### INPUT
################
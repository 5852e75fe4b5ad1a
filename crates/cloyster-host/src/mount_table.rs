use crate::mount::{MountEntry, MountTable};
use crate::HostError;
use cloyster_schema::MountSpec;
use std::ffi::OsStr;
use std::os::unix::process::CommandExt;
use std::path::{Path, PathBuf};
use std::process::{Command, Output};
use tracing::debug;

const PROC_MOUNTS: &str = "/proc/self/mounts";

/// The live kernel mount table, changed through mount(8) and umount(8).
pub struct HostMountTable {
    mounts_path: PathBuf,
}

impl Default for HostMountTable {
    fn default() -> Self {
        Self {
            mounts_path: PathBuf::from(PROC_MOUNTS),
        }
    }
}

impl HostMountTable {
    pub fn new() -> Self {
        Self::default()
    }

    /// Read mounts from another file in `/proc/mounts` format.
    pub fn with_mounts_path(path: impl Into<PathBuf>) -> Self {
        Self {
            mounts_path: path.into(),
        }
    }

    pub fn entries(&self) -> Result<Vec<MountEntry>, HostError> {
        let content = std::fs::read_to_string(&self.mounts_path)?;
        Ok(parse_mounts(&content))
    }
}

impl MountTable for HostMountTable {
    fn name(&self) -> &str {
        "host"
    }

    fn find(&self, target: &Path) -> Result<Option<MountEntry>, HostError> {
        let wanted = match std::fs::canonicalize(target) {
            Ok(p) => p,
            Err(_) => target.to_path_buf(),
        };
        // Later lines are stacked on top of earlier ones.
        Ok(self
            .entries()?
            .into_iter()
            .rev()
            .find(|e| e.target == wanted))
    }

    fn mount(&self, spec: &MountSpec) -> Result<(), HostError> {
        if !spec.is_bind() || Path::new(&spec.source).is_dir() {
            std::fs::create_dir_all(&spec.target)?;
        }
        let options = spec.options_string();
        debug!("mount -t {} -o {options} {}", spec.fstype, spec.source);
        let output = detached("mount")
            .arg("-t")
            .arg(&spec.fstype)
            .arg("-o")
            .arg(&options)
            .arg(&spec.source)
            .arg(&spec.target)
            .output()
            .map_err(|e| HostError::MountFailed {
                target: spec.target.clone(),
                reason: format!("failed to run mount: {e}"),
            })?;
        if !output.status.success() {
            return Err(HostError::MountFailed {
                target: spec.target.clone(),
                reason: failure_reason(&output),
            });
        }
        Ok(())
    }

    fn unmount(&self, target: &Path) -> Result<(), HostError> {
        debug!("umount {}", target.display());
        let output = detached("umount")
            .arg(target)
            .output()
            .map_err(|e| HostError::UnmountFailed {
                target: target.to_path_buf(),
                reason: format!("failed to run umount: {e}"),
            })?;
        if !output.status.success() {
            return Err(HostError::UnmountFailed {
                target: target.to_path_buf(),
                reason: failure_reason(&output),
            });
        }
        Ok(())
    }
}

/// A command in its own process group, so a terminal Ctrl-C aimed at the
/// orchestrator does not kill a mount that is already in flight.
fn detached(program: impl AsRef<OsStr>) -> Command {
    let mut cmd = Command::new(program);
    cmd.process_group(0);
    cmd
}

fn failure_reason(output: &Output) -> String {
    let stderr = String::from_utf8_lossy(&output.stderr).trim().to_owned();
    if stderr.is_empty() {
        format!("exited with {}", output.status)
    } else {
        stderr
    }
}

/// Parse `/proc/mounts` content. Malformed lines are skipped.
pub fn parse_mounts(content: &str) -> Vec<MountEntry> {
    content
        .lines()
        .filter_map(|line| {
            let mut fields = line.split_whitespace();
            let source = fields.next()?;
            let target = fields.next()?;
            let fstype = fields.next()?;
            let options = fields.next()?;
            Some(MountEntry {
                source: unescape(source),
                target: PathBuf::from(unescape(target)),
                fstype: fstype.to_owned(),
                options: options.split(',').map(str::to_owned).collect(),
            })
        })
        .collect()
}

/// Decode the octal escapes the kernel uses for space, tab, newline and
/// backslash in mount fields.
fn unescape(field: &str) -> String {
    let bytes = field.as_bytes();
    let mut out = Vec::with_capacity(bytes.len());
    let mut i = 0;
    while i < bytes.len() {
        if bytes[i] == b'\\' && i + 3 < bytes.len() {
            let decoded = std::str::from_utf8(&bytes[i + 1..i + 4])
                .ok()
                .and_then(|digits| u8::from_str_radix(digits, 8).ok());
            if let Some(value) = decoded {
                out.push(value);
                i += 4;
                continue;
            }
        }
        out.push(bytes[i]);
        i += 1;
    }
    String::from_utf8_lossy(&out).into_owned()
}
################
### ASSIGNED TASK
Across all of the material above, how many lines contain the word "Some"? Only the number should be given.

### REPLY
2